## DESCRIPTION OF THE TASK
All lines from the one with "let app = App::bootstrap(orchestrator).await;" through the final line of the records below must be written out exactly, with no other text.

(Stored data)
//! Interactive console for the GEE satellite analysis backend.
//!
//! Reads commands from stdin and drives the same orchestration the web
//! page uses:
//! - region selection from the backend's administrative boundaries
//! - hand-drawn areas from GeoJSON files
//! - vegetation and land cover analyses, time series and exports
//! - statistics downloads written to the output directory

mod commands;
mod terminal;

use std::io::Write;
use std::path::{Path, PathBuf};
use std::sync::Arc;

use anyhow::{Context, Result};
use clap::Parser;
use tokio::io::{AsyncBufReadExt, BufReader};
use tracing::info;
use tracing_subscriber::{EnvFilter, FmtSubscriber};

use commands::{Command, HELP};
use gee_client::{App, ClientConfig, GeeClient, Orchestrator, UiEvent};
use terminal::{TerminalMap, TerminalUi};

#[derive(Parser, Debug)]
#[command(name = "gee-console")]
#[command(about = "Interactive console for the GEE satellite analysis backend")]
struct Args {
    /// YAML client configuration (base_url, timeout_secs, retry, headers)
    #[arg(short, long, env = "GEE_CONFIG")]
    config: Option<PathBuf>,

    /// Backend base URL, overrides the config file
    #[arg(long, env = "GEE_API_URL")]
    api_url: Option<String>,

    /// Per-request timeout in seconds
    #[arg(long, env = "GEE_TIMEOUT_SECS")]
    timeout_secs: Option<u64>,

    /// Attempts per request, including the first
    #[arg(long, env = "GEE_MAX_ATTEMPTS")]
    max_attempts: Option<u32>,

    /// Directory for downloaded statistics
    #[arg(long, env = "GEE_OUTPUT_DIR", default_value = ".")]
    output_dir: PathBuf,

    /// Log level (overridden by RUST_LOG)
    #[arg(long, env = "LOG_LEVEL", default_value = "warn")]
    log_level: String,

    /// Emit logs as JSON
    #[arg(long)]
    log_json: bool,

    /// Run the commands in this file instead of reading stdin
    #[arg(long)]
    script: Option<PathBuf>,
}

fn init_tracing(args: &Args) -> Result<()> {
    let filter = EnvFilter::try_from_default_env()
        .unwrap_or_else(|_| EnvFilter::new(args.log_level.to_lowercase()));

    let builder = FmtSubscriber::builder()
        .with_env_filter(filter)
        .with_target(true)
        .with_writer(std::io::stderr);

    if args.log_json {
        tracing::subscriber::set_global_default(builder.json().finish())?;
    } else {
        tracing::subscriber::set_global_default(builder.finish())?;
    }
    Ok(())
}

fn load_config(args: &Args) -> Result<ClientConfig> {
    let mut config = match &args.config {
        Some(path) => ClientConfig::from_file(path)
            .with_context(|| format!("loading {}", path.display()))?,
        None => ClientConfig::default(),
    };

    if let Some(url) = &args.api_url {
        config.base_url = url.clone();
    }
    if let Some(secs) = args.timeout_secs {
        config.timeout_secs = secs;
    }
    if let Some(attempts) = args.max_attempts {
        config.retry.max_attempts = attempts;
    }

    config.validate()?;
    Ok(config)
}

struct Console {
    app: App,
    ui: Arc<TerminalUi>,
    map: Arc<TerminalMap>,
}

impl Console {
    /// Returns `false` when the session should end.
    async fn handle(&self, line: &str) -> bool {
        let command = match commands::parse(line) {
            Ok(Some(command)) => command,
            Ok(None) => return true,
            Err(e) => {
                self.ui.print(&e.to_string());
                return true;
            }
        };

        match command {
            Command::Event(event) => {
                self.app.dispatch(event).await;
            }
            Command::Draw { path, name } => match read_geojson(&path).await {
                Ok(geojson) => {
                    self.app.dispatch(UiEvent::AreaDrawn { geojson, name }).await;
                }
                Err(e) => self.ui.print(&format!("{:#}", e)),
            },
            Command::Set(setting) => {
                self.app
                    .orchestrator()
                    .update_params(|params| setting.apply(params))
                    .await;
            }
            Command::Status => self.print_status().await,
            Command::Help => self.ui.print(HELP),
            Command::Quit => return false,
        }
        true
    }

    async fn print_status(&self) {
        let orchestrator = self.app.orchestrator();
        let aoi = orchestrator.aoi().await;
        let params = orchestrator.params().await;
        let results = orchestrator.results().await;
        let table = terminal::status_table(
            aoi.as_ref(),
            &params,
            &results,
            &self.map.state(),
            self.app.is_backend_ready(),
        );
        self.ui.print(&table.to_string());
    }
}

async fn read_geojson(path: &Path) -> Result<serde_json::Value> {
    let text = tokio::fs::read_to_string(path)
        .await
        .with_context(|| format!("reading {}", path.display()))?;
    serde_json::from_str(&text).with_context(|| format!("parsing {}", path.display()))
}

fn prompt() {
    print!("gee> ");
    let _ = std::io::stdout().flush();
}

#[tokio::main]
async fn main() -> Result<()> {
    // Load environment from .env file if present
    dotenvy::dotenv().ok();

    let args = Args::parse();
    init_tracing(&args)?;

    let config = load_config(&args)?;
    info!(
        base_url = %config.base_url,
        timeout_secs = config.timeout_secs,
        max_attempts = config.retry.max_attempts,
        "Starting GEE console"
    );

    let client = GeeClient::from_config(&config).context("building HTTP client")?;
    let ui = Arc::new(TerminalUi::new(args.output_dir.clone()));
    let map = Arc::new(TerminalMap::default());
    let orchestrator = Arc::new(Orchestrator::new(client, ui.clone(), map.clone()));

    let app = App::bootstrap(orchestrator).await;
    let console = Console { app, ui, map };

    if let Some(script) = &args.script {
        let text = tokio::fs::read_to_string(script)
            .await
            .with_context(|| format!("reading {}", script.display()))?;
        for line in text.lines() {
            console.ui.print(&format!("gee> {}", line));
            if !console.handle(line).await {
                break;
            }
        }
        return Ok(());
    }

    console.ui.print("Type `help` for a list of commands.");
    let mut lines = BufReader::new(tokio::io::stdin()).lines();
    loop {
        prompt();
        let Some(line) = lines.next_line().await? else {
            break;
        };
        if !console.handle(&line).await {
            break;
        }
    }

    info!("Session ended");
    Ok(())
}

## OUTPUT
    let app = App::bootstrap(orchestrator).await;
    let console = Console { app, ui, map };

    if let Some(script) = &args.script {
        let text = tokio::fs::read_to_string(script)
            .await
            .with_context(|| format!("reading {}", script.display()))?;
        for line in text.lines() {
            console.ui.print(&format!("gee> {}", line));
            if !console.handle(line).await {
                break;
            }
        }
        return Ok(());
    }

    console.ui.print("Type `help` for a list of commands.");
    let mut lines = BufReader::new(tokio::io::stdin()).lines();
    loop {
        prompt();
        let Some(line) = lines.next_line().await? else {
            break;
        };
        if !console.handle(&line).await {
            break;
        }
    }

    info!("Session ended");
    Ok(())
}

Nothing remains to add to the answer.